• **What needs to be done**
The records follow. Filter them to the lines that hold "group".

[Dataset entries]
_ _ _ _
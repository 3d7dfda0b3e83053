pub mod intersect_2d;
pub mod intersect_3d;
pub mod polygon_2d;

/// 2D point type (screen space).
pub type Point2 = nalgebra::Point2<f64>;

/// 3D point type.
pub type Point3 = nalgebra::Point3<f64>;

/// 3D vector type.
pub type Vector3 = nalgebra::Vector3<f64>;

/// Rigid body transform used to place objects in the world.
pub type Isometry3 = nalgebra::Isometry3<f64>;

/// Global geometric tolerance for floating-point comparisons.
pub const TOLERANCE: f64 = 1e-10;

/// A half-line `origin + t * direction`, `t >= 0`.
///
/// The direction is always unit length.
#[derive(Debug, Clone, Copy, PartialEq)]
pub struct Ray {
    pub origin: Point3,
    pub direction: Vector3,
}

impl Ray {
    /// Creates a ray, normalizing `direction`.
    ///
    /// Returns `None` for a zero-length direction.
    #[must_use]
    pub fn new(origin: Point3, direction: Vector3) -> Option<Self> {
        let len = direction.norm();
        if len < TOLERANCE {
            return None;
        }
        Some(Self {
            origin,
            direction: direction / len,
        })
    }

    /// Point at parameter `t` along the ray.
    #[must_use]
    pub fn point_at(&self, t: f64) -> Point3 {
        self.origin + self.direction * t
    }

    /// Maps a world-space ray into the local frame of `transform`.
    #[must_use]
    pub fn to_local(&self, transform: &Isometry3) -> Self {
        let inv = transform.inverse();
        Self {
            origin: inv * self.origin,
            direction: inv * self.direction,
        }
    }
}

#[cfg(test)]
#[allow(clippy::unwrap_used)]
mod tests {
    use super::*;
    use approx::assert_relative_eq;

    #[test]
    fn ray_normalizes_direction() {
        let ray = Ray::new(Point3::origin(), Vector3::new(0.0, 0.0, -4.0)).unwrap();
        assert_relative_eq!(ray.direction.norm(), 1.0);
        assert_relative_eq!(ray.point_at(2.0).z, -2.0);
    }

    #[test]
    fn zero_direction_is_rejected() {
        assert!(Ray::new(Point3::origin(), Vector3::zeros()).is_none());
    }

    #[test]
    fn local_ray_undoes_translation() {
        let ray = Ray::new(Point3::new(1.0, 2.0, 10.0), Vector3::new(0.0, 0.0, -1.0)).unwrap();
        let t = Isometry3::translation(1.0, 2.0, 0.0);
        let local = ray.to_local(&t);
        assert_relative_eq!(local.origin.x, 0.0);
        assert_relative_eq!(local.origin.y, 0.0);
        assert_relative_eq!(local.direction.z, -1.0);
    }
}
_ _ _ _
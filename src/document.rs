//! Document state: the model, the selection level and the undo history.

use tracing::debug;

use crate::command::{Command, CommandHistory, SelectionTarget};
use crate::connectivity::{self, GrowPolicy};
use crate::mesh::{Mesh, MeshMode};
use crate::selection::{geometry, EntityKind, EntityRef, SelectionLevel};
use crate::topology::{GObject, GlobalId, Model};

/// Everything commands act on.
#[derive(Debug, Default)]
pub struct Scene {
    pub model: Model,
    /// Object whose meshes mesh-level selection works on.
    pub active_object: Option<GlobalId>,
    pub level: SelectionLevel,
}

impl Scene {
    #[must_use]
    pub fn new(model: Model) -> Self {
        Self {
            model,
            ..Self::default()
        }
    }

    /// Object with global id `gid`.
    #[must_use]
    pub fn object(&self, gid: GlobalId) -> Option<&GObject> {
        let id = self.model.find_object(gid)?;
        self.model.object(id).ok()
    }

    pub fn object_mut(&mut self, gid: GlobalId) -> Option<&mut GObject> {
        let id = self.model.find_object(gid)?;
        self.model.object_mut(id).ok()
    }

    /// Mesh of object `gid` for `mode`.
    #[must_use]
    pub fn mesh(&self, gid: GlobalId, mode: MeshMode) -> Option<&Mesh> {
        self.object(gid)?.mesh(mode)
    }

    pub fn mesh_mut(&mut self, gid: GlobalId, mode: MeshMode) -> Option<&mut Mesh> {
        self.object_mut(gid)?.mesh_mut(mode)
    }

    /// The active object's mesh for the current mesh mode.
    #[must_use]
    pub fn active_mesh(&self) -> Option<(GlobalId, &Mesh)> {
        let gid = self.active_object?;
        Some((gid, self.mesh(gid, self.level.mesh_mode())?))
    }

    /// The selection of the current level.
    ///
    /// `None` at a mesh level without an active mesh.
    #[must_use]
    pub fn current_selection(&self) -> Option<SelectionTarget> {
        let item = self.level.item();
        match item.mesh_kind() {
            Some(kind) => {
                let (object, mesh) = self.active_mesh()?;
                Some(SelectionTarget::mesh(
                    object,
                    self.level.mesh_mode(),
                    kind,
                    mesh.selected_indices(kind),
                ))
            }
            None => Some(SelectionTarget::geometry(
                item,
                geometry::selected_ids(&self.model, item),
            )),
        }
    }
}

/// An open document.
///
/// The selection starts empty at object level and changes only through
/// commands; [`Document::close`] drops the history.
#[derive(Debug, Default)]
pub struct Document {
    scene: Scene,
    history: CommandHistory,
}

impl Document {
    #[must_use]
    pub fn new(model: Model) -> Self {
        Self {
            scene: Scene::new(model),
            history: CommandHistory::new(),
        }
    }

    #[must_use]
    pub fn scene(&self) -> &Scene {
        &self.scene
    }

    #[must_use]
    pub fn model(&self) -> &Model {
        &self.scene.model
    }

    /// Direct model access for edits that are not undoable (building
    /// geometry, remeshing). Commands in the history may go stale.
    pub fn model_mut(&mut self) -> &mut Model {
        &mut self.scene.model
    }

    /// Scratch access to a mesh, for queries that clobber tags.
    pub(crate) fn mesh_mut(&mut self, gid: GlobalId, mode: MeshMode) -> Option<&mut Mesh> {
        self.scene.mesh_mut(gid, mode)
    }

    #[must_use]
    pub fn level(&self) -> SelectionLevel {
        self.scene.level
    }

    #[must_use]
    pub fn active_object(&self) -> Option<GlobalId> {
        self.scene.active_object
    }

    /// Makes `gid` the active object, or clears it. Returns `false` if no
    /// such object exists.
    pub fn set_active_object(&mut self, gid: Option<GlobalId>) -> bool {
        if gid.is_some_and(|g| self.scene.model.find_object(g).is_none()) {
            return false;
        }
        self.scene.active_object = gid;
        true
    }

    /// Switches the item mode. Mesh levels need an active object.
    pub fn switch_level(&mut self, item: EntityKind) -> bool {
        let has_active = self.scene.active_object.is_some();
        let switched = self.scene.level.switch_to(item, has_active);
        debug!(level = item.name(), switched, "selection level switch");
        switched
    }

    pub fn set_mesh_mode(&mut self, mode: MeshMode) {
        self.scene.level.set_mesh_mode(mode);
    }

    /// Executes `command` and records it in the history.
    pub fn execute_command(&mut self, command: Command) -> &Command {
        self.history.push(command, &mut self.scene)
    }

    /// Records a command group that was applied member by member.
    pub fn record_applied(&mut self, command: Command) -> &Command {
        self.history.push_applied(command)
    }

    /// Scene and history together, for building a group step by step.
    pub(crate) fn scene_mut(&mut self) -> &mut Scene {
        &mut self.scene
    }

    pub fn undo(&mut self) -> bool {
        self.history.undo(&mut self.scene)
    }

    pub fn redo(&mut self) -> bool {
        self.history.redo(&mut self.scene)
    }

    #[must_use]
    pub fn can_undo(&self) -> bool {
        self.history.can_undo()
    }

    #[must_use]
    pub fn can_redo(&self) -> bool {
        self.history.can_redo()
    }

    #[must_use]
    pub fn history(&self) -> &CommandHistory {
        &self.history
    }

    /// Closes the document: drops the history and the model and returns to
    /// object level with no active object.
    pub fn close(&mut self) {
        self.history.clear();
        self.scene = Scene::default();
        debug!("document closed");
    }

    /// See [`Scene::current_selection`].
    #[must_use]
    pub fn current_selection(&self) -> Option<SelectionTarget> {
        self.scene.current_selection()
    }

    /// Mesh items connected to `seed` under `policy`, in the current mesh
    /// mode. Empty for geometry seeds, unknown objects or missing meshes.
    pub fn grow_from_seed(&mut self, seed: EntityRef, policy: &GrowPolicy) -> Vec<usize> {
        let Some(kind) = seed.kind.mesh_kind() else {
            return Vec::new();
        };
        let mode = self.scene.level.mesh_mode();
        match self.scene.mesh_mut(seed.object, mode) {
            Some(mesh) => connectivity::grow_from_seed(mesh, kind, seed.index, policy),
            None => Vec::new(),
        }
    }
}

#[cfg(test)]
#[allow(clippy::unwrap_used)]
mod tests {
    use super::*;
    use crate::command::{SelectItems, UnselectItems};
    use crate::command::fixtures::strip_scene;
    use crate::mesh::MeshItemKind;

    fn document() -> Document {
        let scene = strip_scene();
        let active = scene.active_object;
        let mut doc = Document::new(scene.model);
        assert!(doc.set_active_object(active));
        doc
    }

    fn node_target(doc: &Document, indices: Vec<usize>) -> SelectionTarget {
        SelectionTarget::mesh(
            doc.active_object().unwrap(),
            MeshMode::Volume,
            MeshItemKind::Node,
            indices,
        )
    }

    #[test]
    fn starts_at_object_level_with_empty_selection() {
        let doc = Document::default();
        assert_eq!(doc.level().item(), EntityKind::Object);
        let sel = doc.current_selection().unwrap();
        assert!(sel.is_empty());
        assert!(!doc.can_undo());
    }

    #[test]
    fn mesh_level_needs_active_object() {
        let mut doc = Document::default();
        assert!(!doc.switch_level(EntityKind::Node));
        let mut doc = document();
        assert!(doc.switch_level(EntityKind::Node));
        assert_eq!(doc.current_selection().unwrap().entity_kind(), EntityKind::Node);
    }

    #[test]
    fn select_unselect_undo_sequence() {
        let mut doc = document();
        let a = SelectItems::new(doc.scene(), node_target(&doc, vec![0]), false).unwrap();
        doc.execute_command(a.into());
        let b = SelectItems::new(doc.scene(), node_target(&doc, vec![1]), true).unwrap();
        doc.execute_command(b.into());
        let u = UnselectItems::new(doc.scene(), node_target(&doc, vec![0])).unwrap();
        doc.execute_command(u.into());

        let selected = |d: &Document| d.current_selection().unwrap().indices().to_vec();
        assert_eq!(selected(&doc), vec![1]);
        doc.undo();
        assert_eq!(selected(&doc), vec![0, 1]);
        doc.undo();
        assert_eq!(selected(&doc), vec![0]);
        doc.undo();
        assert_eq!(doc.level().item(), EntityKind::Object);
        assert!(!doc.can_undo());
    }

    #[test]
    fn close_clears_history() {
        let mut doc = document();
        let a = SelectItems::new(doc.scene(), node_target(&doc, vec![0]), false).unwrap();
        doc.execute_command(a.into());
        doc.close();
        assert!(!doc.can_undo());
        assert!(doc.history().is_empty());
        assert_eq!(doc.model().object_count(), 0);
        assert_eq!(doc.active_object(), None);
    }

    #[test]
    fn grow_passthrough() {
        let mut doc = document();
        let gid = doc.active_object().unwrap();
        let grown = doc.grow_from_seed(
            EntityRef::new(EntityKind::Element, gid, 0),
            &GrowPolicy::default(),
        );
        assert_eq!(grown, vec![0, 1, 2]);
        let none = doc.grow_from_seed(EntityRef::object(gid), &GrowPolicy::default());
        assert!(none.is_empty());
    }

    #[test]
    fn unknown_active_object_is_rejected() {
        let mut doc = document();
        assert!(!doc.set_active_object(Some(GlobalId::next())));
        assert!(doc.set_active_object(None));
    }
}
_ _ _ _
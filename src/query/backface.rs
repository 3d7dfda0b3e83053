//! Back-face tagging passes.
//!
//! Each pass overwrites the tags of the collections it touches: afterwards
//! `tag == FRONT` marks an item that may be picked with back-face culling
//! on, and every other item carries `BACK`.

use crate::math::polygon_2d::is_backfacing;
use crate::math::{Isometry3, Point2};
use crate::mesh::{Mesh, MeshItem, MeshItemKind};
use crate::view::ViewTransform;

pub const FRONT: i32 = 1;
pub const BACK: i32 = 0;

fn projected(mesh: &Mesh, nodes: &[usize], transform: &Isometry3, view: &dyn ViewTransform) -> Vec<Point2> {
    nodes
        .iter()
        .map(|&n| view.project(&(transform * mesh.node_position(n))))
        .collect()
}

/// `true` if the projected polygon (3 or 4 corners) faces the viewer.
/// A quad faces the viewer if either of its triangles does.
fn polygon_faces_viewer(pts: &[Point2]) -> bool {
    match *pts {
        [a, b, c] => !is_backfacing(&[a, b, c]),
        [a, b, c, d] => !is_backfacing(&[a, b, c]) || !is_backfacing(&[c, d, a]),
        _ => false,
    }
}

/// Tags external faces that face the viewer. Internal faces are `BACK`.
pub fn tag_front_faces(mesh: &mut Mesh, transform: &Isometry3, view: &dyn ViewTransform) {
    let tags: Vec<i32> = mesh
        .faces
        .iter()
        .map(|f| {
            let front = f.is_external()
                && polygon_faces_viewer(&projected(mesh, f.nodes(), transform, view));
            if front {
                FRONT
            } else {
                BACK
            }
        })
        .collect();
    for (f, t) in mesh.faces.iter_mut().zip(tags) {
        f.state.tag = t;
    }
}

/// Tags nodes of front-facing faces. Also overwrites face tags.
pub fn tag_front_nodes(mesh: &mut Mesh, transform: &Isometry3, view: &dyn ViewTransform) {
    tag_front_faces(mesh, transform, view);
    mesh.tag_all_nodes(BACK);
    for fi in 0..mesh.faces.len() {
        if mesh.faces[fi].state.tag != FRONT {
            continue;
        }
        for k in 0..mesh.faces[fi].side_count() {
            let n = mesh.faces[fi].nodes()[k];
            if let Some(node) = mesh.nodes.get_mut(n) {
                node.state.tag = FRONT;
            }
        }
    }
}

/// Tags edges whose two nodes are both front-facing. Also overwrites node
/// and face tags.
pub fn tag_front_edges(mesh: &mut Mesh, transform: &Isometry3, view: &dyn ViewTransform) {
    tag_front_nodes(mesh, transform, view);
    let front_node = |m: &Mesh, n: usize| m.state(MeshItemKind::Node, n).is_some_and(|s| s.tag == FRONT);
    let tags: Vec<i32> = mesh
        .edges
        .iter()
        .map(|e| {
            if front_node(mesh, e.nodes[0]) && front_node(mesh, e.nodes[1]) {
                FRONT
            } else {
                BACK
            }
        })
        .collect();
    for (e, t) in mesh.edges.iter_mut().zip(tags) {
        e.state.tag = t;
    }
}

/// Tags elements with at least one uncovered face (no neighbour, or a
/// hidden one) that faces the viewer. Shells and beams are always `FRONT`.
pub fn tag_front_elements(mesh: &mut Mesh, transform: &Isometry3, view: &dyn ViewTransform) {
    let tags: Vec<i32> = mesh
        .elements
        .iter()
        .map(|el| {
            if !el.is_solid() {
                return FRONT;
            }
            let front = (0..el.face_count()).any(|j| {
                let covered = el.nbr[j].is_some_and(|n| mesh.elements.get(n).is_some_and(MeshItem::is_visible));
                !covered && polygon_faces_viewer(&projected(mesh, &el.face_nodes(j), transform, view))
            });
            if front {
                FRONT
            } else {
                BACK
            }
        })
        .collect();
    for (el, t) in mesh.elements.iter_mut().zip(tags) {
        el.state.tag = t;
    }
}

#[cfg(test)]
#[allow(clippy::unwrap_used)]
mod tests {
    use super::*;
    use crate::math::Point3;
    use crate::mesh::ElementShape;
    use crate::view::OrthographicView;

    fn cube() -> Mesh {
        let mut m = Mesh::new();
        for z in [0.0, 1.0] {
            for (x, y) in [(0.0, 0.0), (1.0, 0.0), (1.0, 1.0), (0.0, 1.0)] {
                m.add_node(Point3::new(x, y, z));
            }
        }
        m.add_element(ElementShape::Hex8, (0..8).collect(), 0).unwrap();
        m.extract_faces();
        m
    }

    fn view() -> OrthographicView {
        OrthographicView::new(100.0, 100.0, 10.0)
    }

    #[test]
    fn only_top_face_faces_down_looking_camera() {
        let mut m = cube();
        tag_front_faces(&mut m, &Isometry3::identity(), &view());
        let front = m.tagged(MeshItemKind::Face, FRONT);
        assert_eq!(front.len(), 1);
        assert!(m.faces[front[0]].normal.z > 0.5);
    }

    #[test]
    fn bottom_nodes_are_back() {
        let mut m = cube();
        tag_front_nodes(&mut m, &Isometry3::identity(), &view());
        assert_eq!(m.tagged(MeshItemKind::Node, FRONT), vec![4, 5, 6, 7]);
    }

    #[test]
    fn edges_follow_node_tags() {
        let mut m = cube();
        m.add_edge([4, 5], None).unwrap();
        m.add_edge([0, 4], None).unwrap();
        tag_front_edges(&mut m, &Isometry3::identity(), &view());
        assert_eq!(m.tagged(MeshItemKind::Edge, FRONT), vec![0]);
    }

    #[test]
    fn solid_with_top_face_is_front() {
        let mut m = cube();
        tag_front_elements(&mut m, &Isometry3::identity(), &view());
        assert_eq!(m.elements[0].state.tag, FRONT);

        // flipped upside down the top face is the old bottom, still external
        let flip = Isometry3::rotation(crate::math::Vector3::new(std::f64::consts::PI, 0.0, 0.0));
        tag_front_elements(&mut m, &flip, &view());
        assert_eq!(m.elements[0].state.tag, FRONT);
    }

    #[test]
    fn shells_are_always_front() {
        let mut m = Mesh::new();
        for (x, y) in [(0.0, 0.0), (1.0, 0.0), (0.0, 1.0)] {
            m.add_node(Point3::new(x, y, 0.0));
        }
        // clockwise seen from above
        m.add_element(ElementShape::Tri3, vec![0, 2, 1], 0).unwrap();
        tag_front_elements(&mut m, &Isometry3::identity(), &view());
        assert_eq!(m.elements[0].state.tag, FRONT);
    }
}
_ _ _ _
• **Solution to the exercise**
    /// Records a command group that was applied member by member.
    /// Scene and history together, for building a group step by step.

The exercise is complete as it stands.